- Dalia Ventura
- Da BBC News Mundo
Na longa história da Inglaterra, mais tarde do Reino Unido, houve um total de 61 monarcas e apenas sete foram mulheres.
De fato, muitas listas mencionam apenas seis, porque uma delas, Joana Gray ou Joana 1ª, perdeu o cargo nove dias depois de coroada.
Quem a arrancou foi Mary 1ª, a única filha de Henrique 8° com Catarina de Aragão, a quem seus oponentes apelidaram de “Bloody Mary” (Maria Sanguinária).
Mary 1ª teve que redefinir a monarquia, aprovando leis que deixavam claro que seu poder e direitos eram iguais aos de seus antecessores do sexo masculino.

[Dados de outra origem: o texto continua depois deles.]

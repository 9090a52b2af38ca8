#![deny(missing_debug_implementations)]
#![cfg_attr(test, deny(warnings))]

//! # geosync-entities
//!
//! Reusable, framework-agnostic value types for geofence synchronization.
//!
//! The entities only contain generic functionality that does not reveal any
//! host-specific integration logic.

pub mod geo;
pub mod location;
pub mod time;

#[cfg(any(test, feature = "builders"))]
pub mod builders;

Ela reinou por cinco anos, mas se seus súditos ainda não tivessem se acostumado com uma monaca mulher, eles ainda teriam mais 45 anos pela frente para se adaptar, já que ela foi sucedida por sua meia-irmã Elizabeth 1ª, que declarou:
“Sei que tenho o corpo de uma mulher fraca e frágil, mas tenho o coração e o estômago de um rei, mais que isso, de um rei da Inglaterra.”

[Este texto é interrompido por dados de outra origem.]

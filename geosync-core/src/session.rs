use crate::{
    entities::*,
    gateways::{PresentationSurface, RecordGateway},
};

/// Binds one [`Location`] to one presentation surface and keeps both
/// synchronized in either direction of change.
///
/// Two event sources exist: USER (marker drag) and EXTERNAL (record push).
/// User events update internal state and notify outward through the record
/// gateway; external events update internal state and the surface but never
/// notify outward. Drag events fired synchronously while an external update
/// is applied are suppressed.
///
/// All operations run on the host's event loop and are synchronous. The
/// deferred relayout scheduled by [`mount`](Self::mount) is the only
/// suspension point; [`teardown`](Self::teardown) cancels it.
#[derive(Debug)]
pub struct GeoSession<R, S> {
    record: R,
    surface: Option<S>,
    current: Location,
    defaults: Location,
    dirty: bool,
    applying_external: bool,
    relayout_pending: bool,
    released: bool,
}

impl<R, S> GeoSession<R, S>
where
    R: RecordGateway,
    S: PresentationSurface,
{
    /// Creates a session for the given record and mounts the surface.
    ///
    /// The initial location is read from the record, falling back to
    /// `defaults` per field when the record value is absent or zero. A
    /// missing surface or a failing mount degrades the session to headless
    /// tracking instead of propagating the error: the record stays logically
    /// consistent even with no visual surface, but drag events can never
    /// occur in that state.
    pub fn mount(record: R, surface: Option<S>, defaults: Location) -> Self {
        let current = initial_location(&record, defaults);
        let mut session = Self {
            record,
            surface: None,
            current,
            defaults,
            dirty: false,
            applying_external: false,
            relayout_pending: false,
            released: false,
        };
        match surface {
            Some(mut surface) => match surface.mount(&session.current) {
                Ok(()) => {
                    session.surface = Some(surface);
                    // The container may not have a measurable size yet.
                    session.relayout_pending = true;
                }
                Err(err) => {
                    log::warn!("Unable to mount presentation surface, tracking headless: {err}");
                }
            },
            None => {
                log::warn!("No presentation surface, tracking headless");
            }
        }
        session
    }

    /// Performs the deferred relayout scheduled at mount time.
    ///
    /// The host calls this once after the surface container has stabilized.
    /// No-op when nothing is pending or after teardown.
    pub fn relayout_due(&mut self) {
        if self.released || !self.relayout_pending {
            return;
        }
        self.relayout_pending = false;
        if let Some(surface) = &mut self.surface {
            surface.relayout();
        }
    }

    /// Completes a drag gesture at the given raw coordinates.
    ///
    /// The sole path by which user interaction produces a change. Call once
    /// per gesture, not per intermediate move frame. Out-of-range
    /// coordinates are clamped before anything observes them. Notifies the
    /// record gateway exactly once with the new position; the radius is
    /// unchanged.
    pub fn drag_end(&mut self, lat_deg: f64, lng_deg: f64) {
        if self.released || self.applying_external || self.surface.is_none() {
            return;
        }
        let pos = MapPoint::from_lat_lng_deg(lat_deg, lng_deg);
        self.current = self.current.with_pos(pos);
        self.dirty = true;
        if let Some(surface) = &mut self.surface {
            surface.move_to(&self.current);
        }
        self.record.request_update(pos);
    }

    /// Applies a change of the bound record from a source other than this
    /// session's own drag.
    ///
    /// Updates marker position, map center and radius indicator, and clears
    /// the dirty flag. Never notifies the record gateway, which breaks the
    /// record-to-surface-to-record cycle. Last write wins; `current` is
    /// updated even when headless.
    pub fn apply_external(&mut self, location: Location) {
        if self.released {
            return;
        }
        self.applying_external = true;
        self.current = location;
        if let Some(surface) = &mut self.surface {
            surface.move_to(&self.current);
        }
        self.dirty = false;
        self.applying_external = false;
    }

    /// Releases the presentation surface and detaches the session.
    ///
    /// Cancels the pending relayout. Safe to call multiple times and before
    /// mount completed; afterwards every operation is a no-op, so
    /// late-arriving host callbacks cannot resurrect the session.
    pub fn teardown(&mut self) {
        self.relayout_pending = false;
        if let Some(mut surface) = self.surface.take() {
            surface.release();
        }
        self.released = true;
    }

    pub const fn current(&self) -> Location {
        self.current
    }

    pub const fn defaults(&self) -> Location {
        self.defaults
    }

    /// True between a local edit and its acknowledgement by the owning
    /// record.
    pub const fn is_dirty(&self) -> bool {
        self.dirty
    }

    pub const fn is_headless(&self) -> bool {
        self.surface.is_none()
    }

    pub const fn is_released(&self) -> bool {
        self.released
    }

    pub const fn relayout_pending(&self) -> bool {
        self.relayout_pending
    }
}

fn initial_location<R: RecordGateway>(record: &R, defaults: Location) -> Location {
    // The record abstraction reports unset numeric fields as zero, so zero
    // counts as absent here.
    let field = |value: Option<f64>| value.filter(|v| *v != 0.0);
    let lat = field(record.latitude_deg())
        .map(LatCoord::from_deg)
        .unwrap_or(defaults.pos.lat());
    let lng = field(record.longitude_deg())
        .map(LngCoord::from_deg)
        .unwrap_or(defaults.pos.lng());
    let radius = field(record.radius_m())
        .map(Distance::from_meters)
        .unwrap_or(defaults.radius);
    Location::new(MapPoint::new(lat, lng), radius)
}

Oitenta e seis anos após sua morte, Maria 2ª assumiu a coroa. Ela veio da República dos Sete Países Baixos Unidos depois que o Parlamento convidou ela e seu marido William para invadir a Inglaterra e tomar o trono como os únicos governantes conjuntos da história britânica.
Seu reinado lançou as bases para os Atos de União que uniram a Inglaterra e a Escócia e fizeram de sua sucessora e irmã Ana a primeira soberana da Grã-Bretanha em 1707.
A partir daí, todos os monarcas subsequentes governaram a Inglaterra, o País de Gales e a Escócia, e algumas ilhas do Canal, em vez de apenas a Inglaterra.
A Irlanda foi incluída em 1801, quando foi criado o Reino Unido da Grã-Bretanha e Irlanda, e em 1921 ficou restrito à Irlanda do Norte.
Nenhum desses monarcas era mulher até 1837, quando aos 18 anos Victoria iniciou seu reinado de 63 anos e 216 dias, recorde só superado pela mais recente das rainhas desta história, sua tataraneta Elizabeth 2ª, que reinou por 70 anos e 214 dias.
Entre essas mulheres, que serviram não apenas como chefes de Estado, mas também do exército britânico, e atuaram como chefes supremas da Igreja da Inglaterra, duas se destacam.
Mais do que isso: elas se destacam entre todos os 61 monarcas britânicos.
Tanto que há debates sobre qual das duas foi maior, coisa que não acontece com os Georges ou Eduardos e outros.
A comparação nunca será exata nem justa.
Elizabeth 1ª nunca foi rainha da Grã-Bretanha. Mas ela tinha muito mais poder como rainha da Inglaterra do que Vitória como rainha do Reino Unido, porque quando esta chegou ao trono, os monarcas eram meramente constitucionais (com poderes restritos).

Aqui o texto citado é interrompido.